In the years that followed the Report’s obvious wisdom was set aside to leverage the most reactionary elements of Pakistani society for political advantage. Pakistan’s constitutional direction papered over the country’s vast religious diversity to privilege one particular reading of Islam over others. It also declared Ahmadis non-Muslims, forbidding the community from proselytizing or even referring to their houses of worship as mosques. To Pakistan’s shame, few voices opposed this trend. Even now each Pakistani is made complicit in this legalized bigotry; an application for an identity card or a passport requires an oath that the applicant is not an Ahmadi and that Ahmadis are beyond the pale of Islam. Such measures have generally ostracized Ahmadis from the mainstream of public life in Pakistan.
It is against this backdrop of systematic disenfranchisement that we find the present massacre in Lahore.
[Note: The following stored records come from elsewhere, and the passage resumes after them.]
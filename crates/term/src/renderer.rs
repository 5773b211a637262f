//! Screen: owns the terminal session and flushes framebuffers to it.
//!
//! Frames are encoded into a byte buffer first and written with a single
//! `write_all`. After the first frame only changed runs of glyphs are sent.

use std::io::{self, Write};

use anyhow::Result;
use crossterm::{
    cursor,
    style::{
        Attribute, Color, Print, ResetColor, SetAttribute, SetBackgroundColor, SetForegroundColor,
    },
    terminal, QueueableCommand,
};

use crate::fb::{FrameBuffer, Style};

pub struct Screen {
    stdout: io::Stdout,
    /// Last frame sent to the terminal, `None` forces a full redraw.
    last: Option<FrameBuffer>,
    buf: Vec<u8>,
    active: bool,
}

impl Screen {
    /// Switch to raw mode on the alternate screen.
    pub fn enter() -> Result<Self> {
        let mut screen = Self {
            stdout: io::stdout(),
            last: None,
            buf: Vec::with_capacity(16 * 1024),
            active: false,
        };
        terminal::enable_raw_mode()?;
        screen.active = true;
        screen.buf.queue(terminal::EnterAlternateScreen)?;
        screen.buf.queue(cursor::Hide)?;
        screen.buf.queue(terminal::DisableLineWrap)?;
        screen.flush_buf()?;
        Ok(screen)
    }

    /// Restore the terminal. Also runs on drop; calling it twice is harmless.
    pub fn leave(&mut self) -> Result<()> {
        if !self.active {
            return Ok(());
        }
        self.active = false;
        self.buf.clear();
        self.buf.queue(ResetColor)?;
        self.buf.queue(SetAttribute(Attribute::Reset))?;
        self.buf.queue(terminal::EnableLineWrap)?;
        self.buf.queue(cursor::Show)?;
        self.buf.queue(terminal::LeaveAlternateScreen)?;
        self.flush_buf()?;
        terminal::disable_raw_mode()?;
        Ok(())
    }

    /// Current terminal size in cells.
    pub fn size(&self) -> Result<(u16, u16)> {
        Ok(terminal::size()?)
    }

    /// Force the next frame to be a full redraw (e.g. after a resize).
    pub fn invalidate(&mut self) {
        self.last = None;
    }

    /// Show `fb`, then swap it with the previous frame so the caller can reuse
    /// that allocation for the next render.
    pub fn present(&mut self, fb: &mut FrameBuffer) -> Result<()> {
        self.buf.clear();
        match self.last.take() {
            Some(prev) if prev.width() == fb.width() && prev.height() == fb.height() => {
                encode_diff_into(&prev, fb, &mut self.buf)?;
                self.last = Some(prev);
            }
            other => {
                encode_full_into(fb, &mut self.buf)?;
                self.last = Some(other.unwrap_or_else(|| FrameBuffer::new(fb.width(), fb.height())));
            }
        }
        self.flush_buf()?;

        if let Some(prev) = self.last.as_mut() {
            std::mem::swap(prev, fb);
        }
        Ok(())
    }

    fn flush_buf(&mut self) -> Result<()> {
        self.stdout.write_all(&self.buf)?;
        self.stdout.flush()?;
        Ok(())
    }
}

impl Drop for Screen {
    fn drop(&mut self) {
        let _ = self.leave();
    }
}

/// Encode a full-frame redraw into `out`.
pub fn encode_full_into(fb: &FrameBuffer, out: &mut Vec<u8>) -> Result<()> {
    out.queue(terminal::Clear(terminal::ClearType::All))?;
    let mut current: Option<Style> = None;
    for y in 0..fb.height() {
        out.queue(cursor::MoveTo(0, y))?;
        for x in 0..fb.width() {
            print_glyph(fb, x, y, &mut current, out)?;
        }
    }
    reset_style(out)
}

/// Encode only the glyphs that differ between `prev` and `next`.
pub fn encode_diff_into(prev: &FrameBuffer, next: &FrameBuffer, out: &mut Vec<u8>) -> Result<()> {
    let mut current: Option<Style> = None;
    for (x, y, len) in changed_runs(prev, next) {
        out.queue(cursor::MoveTo(x, y))?;
        for dx in 0..len {
            print_glyph(next, x + dx, y, &mut current, out)?;
        }
    }
    reset_style(out)
}

fn print_glyph(
    fb: &FrameBuffer,
    x: u16,
    y: u16,
    current: &mut Option<Style>,
    out: &mut Vec<u8>,
) -> Result<()> {
    let glyph = fb.get(x, y).unwrap_or_default();
    if *current != Some(glyph.style) {
        apply_style_into(out, glyph.style)?;
        *current = Some(glyph.style);
    }
    out.queue(Print(glyph.ch))?;
    Ok(())
}

fn reset_style(out: &mut Vec<u8>) -> Result<()> {
    out.queue(ResetColor)?;
    out.queue(SetAttribute(Attribute::Reset))?;
    Ok(())
}

fn apply_style_into(out: &mut Vec<u8>, style: Style) -> Result<()> {
    out.queue(SetAttribute(Attribute::Reset))?;
    out.queue(SetForegroundColor(to_color(style.fg)))?;
    out.queue(SetBackgroundColor(to_color(style.bg)))?;
    if style.bold {
        out.queue(SetAttribute(Attribute::Bold))?;
    }
    if style.dim {
        out.queue(SetAttribute(Attribute::Dim))?;
    }
    Ok(())
}

fn to_color(rgb: crate::fb::Rgb) -> Color {
    Color::Rgb {
        r: rgb.r,
        g: rgb.g,
        b: rgb.b,
    }
}

/// Maximal horizontal runs `(x, y, len)` where the frames differ.
///
/// Frames of different sizes yield every row of `next`.
pub fn changed_runs(prev: &FrameBuffer, next: &FrameBuffer) -> Vec<(u16, u16, u16)> {
    let mut runs = Vec::new();
    let same_size = prev.width() == next.width() && prev.height() == next.height();
    for y in 0..next.height() {
        let (Some(a), Some(b), true) = (prev.row(y), next.row(y), same_size) else {
            runs.push((0, y, next.width()));
            continue;
        };
        let mut x = 0;
        while x < b.len() {
            if a[x] == b[x] {
                x += 1;
                continue;
            }
            let start = x;
            while x < b.len() && a[x] != b[x] {
                x += 1;
            }
            runs.push((start as u16, y, (x - start) as u16));
        }
    }
    runs
}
Tehreek-e-Taliban Pakistan Punjab and a previously unknown organization, al-Qaeda Al-Jihad Punjab Wing, have claimed the attacks. As fanatical as they are, the Taliban are fundamentally rational political actors, sophisticated both militarily and politically. There is a method to their madness, with elements of a broader political strategy often encoded into acts of immense violence. An appropriate political response to the Taliban makes it vital to decipher such acts rationally rather than writing them off as the products of miscreant minds.
As the Taliban take a drubbing militarily, expending scarce resources on a novel attack on theAhmadi community is designed to retake the political initiative. If the government responds with the provision of extra security for the Ahmadi community or a recognition of its general plight, the Taliban will no doubt take advantage of the backlash by bigoted and anti-Ahmadi sections of the religious establishment and the general population. The risk is that old fissures could re-open and there could be a return of frequent mass violence against the Ahmadi community.
Alternatively, the government may gamble that intolerance against Ahmadis has become so widespread that it can simply weather the current political storm without making any concessions to the community. This would be a mistake. It will not only highlight the government’s disinterest in protecting its citizens, thereby handing the Taliban a propaganda victory, it will also pave the road to further violence against Ahmadis and potentially other vulnerable minorities, including Christians and Hindus, as well as the Shi’a. Thus, both government action and inaction contains seeds of a political crisis, with resultant turmoil benefiting the Taliban and similar groups. In other words, the Taliban are on the cusp of engineering a win-win situation.
To change the Taliban’s political calculus all decent Pakistanis must strongly condemn the attacks on Ahmadis and insist whatever protections are necessary be provided to the community and other minorities. Anything else concedes this battle to the Taliban.